The Federation of State Medical Boards under president and CEO Humayun Chaudhry sent out a statement last week threatening doctors that they may lose their medical licenses if they spread “misinformation” about covid vaccines.
The Federation of State Medical Boards warned July 29 that physicians and other healthcare professionals could be at risk of losing their medical licenses if they spread COVID-19 vaccine misinformation on social media, online and in the media.
“Due to their specialized knowledge and training, licensed physicians possess a high degree of public trust and therefore have a powerful platform in society, whether they recognize it or not,” FSMB said. “They also have an ethical and professional responsibility to practice medicine in the best interests of their patients and must share information that is factual, scientifically grounded and consensus-driven for the betterment of public health.”
Note the key term — “consensus-driven.”
They’re ordering doctors not to step out of line and do research for themselves on how they can best help their patients but instead just blindly follow whatever the medical establishment tells them.
Remember when the consensus was to put everyone under medically-induced comas and on ventilators and it killed some 85 percent of patients who received the “treatment”?
That could still be the standard today if Chaudhry’s consensus-based rules were widely enforced.
FSMB has not yet formally defined “misinformation” or “disinformation” in its policy, but the organization’s ethics committee is studying the issues of physician misinformation and disinformation and plans to provide more guidance at a later date, an FSMB spokesperson said in an emailed statement to Becker’s.
“However, we currently view misinformation as sharing or distributing verifiably false information,” the spokesperson said. “We define disinformation as sharing or distributing information that the distributor knows is false.”

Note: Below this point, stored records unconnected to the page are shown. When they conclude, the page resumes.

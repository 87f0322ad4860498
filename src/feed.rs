//! Pagination state for the top-stories feed.
//!
//! The full id list is split into fixed chunks once, then chunks are mounted
//! one at a time as the reader scrolls. All transitions go through
//! [`FeedState::update`], which returns the side effects the caller has to
//! carry out (keeping the address bar in sync).

use std::collections::HashSet;

use crate::models::{StoryId, CHUNK_SIZE};

/// The ordered story ids, partitioned into consecutive chunks.
#[derive(Debug, Clone, Default, PartialEq, Eq)]
pub struct ChunkedIds {
    chunks: Vec<Vec<StoryId>>,
}

impl ChunkedIds {
    /// Splits `ids` into chunks of `size`, preserving order. Only the last
    /// chunk may be shorter.
    pub fn new(ids: &[StoryId], size: usize) -> Self {
        let size = size.max(1);
        Self {
            chunks: ids.chunks(size).map(<[StoryId]>::to_vec).collect(),
        }
    }

    pub fn get(&self, index: usize) -> Option<&[StoryId]> {
        self.chunks.get(index).map(Vec::as_slice)
    }

    pub fn len(&self) -> usize {
        self.chunks.len()
    }

    pub fn is_empty(&self) -> bool {
        self.chunks.is_empty()
    }

    pub fn iter(&self) -> impl Iterator<Item = &[StoryId]> {
        self.chunks.iter().map(Vec::as_slice)
    }
}

#[derive(Debug, Clone, Copy, PartialEq, Eq)]
pub enum FeedStatus {
    Loading,
    Ok,
    Error,
}

#[derive(Debug, Clone, PartialEq, Eq)]
pub enum FeedMsg {
    /// The top-story list arrived; `page` is the index requested by the location.
    IdsFetched { ids: Vec<StoryId>, page: usize },
    IdsFailed(String),
    /// The sentinel story scrolled into view.
    SentinelVisible,
    LoadPrevious,
}

/// How a story of a mounted chunk currently shows on screen.
#[derive(Debug, Clone, Copy, PartialEq, Eq)]
pub enum Presence {
    Pending,
    Drawn,
    /// Missing upstream, failed, deleted or dead; takes no space.
    Absent,
}

#[derive(Debug, Clone, PartialEq, Eq)]
pub enum FeedEffect {
    /// Reflect the current page in the location.
    SyncPage(usize),
}

#[derive(Debug, Clone)]
pub struct FeedState {
    status: FeedStatus,
    chunks: ChunkedIds,
    // Mount order; `rendered_set` mirrors it for membership tests.
    rendered: Vec<usize>,
    rendered_set: HashSet<usize>,
    current_page: Option<usize>,
    error: Option<String>,
}

impl Default for FeedState {
    fn default() -> Self {
        Self::new()
    }
}

impl FeedState {
    pub fn new() -> Self {
        Self {
            status: FeedStatus::Loading,
            chunks: ChunkedIds::default(),
            rendered: Vec::new(),
            rendered_set: HashSet::new(),
            current_page: None,
            error: None,
        }
    }

    pub fn update(&mut self, msg: FeedMsg) -> Vec<FeedEffect> {
        match msg {
            FeedMsg::IdsFetched { ids, page } => {
                self.chunks = ChunkedIds::new(&ids, CHUNK_SIZE);
                log::info!(
                    "feed holds {} stories in {} chunks, starting at page {}",
                    ids.len(),
                    self.chunks.len(),
                    page
                );
                self.go_to(page)
            }
            FeedMsg::IdsFailed(reason) => {
                log::error!("top stories failed to load: {}", reason);
                self.status = FeedStatus::Error;
                self.error = Some(reason);
                Vec::new()
            }
            // No upper bound; a page past the end renders nothing.
            FeedMsg::SentinelVisible => match self.current_page.and_then(|page| page.checked_add(1)) {
                Some(next) => self.go_to(next),
                None => Vec::new(),
            },
            FeedMsg::LoadPrevious => match self.current_page {
                Some(page) if page > 0 => {
                    let previous = page - 1;
                    self.mark_rendered(previous);
                    self.go_to(previous)
                }
                _ => Vec::new(),
            },
        }
    }

    /// Moves the page pointer; a change of page renders that chunk.
    fn go_to(&mut self, page: usize) -> Vec<FeedEffect> {
        if self.current_page == Some(page) {
            return Vec::new();
        }
        self.current_page = Some(page);
        self.render(page)
    }

    fn render(&mut self, page: usize) -> Vec<FeedEffect> {
        self.mark_rendered(page);
        self.status = FeedStatus::Ok;
        vec![FeedEffect::SyncPage(page)]
    }

    fn mark_rendered(&mut self, page: usize) {
        if self.rendered_set.insert(page) {
            self.rendered.push(page);
        }
    }

    pub fn status(&self) -> FeedStatus {
        self.status
    }

    pub fn error(&self) -> Option<&str> {
        self.error.as_deref()
    }

    pub fn current_page(&self) -> Option<usize> {
        self.current_page
    }

    /// Chunk indices in the order they were mounted.
    pub fn rendered(&self) -> &[usize] {
        &self.rendered
    }

    pub fn is_rendered(&self, page: usize) -> bool {
        self.rendered_set.contains(&page)
    }

    /// Whether the chunk before the current page exists.
    pub fn has_previous(&self) -> bool {
        match self.current_page {
            Some(page) if page > 0 => self.chunks.get(page - 1).is_some(),
            _ => false,
        }
    }

    /// Rendered chunks in mount order. Indices past the end yield empty slices.
    pub fn visible_chunks(&self) -> impl Iterator<Item = (usize, &[StoryId])> {
        self.rendered
            .iter()
            .map(|&index| (index, self.chunks.get(index).unwrap_or(&[])))
    }

    /// The last drawn story of the most recently mounted chunk.
    ///
    /// There is none while any story of that chunk is still pending, or when
    /// the chunk lies past the end of the list. A chunk whose stories are all
    /// absent hands the role to the last drawn story of an earlier chunk.
    pub fn sentinel(&self, presence: impl Fn(StoryId) -> Presence) -> Option<StoryId> {
        let newest = self.chunks.get(*self.rendered.last()?)?;
        if newest.iter().any(|&id| presence(id) == Presence::Pending) {
            return None;
        }
        self.rendered
            .iter()
            .rev()
            .filter_map(|&index| self.chunks.get(index))
            .flat_map(|chunk| chunk.iter().rev())
            .copied()
            .find(|&id| presence(id) == Presence::Drawn)
    }
}

/// Fires once each time the sentinel enters the viewport.
///
/// Moving the sentinel to a different story re-arms the trigger, so a new
/// sentinel that is already on screen fires immediately.
#[derive(Debug, Default)]
pub struct SentinelTrigger {
    watched: Option<StoryId>,
    was_visible: bool,
}

impl SentinelTrigger {
    pub fn observe(&mut self, sentinel: Option<StoryId>, visible: bool) -> bool {
        if sentinel != self.watched {
            self.watched = sentinel;
            self.was_visible = false;
        }
        if sentinel.is_none() {
            return false;
        }
        let entered = visible && !self.was_visible;
        self.was_visible = visible;
        entered
    }
}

While FSMB has not formed a recommendation yet for the definitions of misinformation and disinformation, state and territorial medical boards may use various terms, such as “professional misconduct” or “ethics violation,” in their own procedures to address concerns surrounding misinformation and disinformation, FSMB said.
The statement went on to say that spreading “inaccurate” COVID-19 vaccine information “threatens to further erode public trust in the medical profession and puts all patients at risk.”
Is pulling doctors’ licenses for disagreeing with you really going to increase “public trust” in the medical profession?
MedPageToday has more:
The FSMB is aiming to remind physicians that words matter, that they have a platform, and that misinformation and disinformation — especially within the context of the pandemic — can cause harm, said president and CEO Humayun Chaudhry, DO. “I hope that physicians and other licensees get the message,” he added.
Vaccine resistance and hesitancy across the country have concerned the group, noted Chaudhry, as have reports of disinformation and misinformation being spread by physicians.
Because of the somewhat stagnant national vaccination rate and spreading Delta variant, Chaudhry is “really concerned” about more mutations and variants emerging, he said, “to the point where we may have a situation in hand where the vaccine isn’t even effective.” The U.S. is “not there now,” he added, but the vaccines are a key piece in preventing that.
“When the state boards get a complaint, they will investigate and if they determine there’s grounds for taking action, they will,” he said. Such actions could range from reprimanding physicians in a phone call, to license suspension or revocation.
According to the head of the CDC, the vaccines no longer prevent transmission of covid.
Doctors in Israel, one of the most vaccinated countries in the world, are reporting similar.
Many doctors are concerned the vaccines may be causing new variants and could lead to antibody-dependent enhancement.
Pulling doctors’ medical licenses for pointing this all out is not going to make these issues disappear.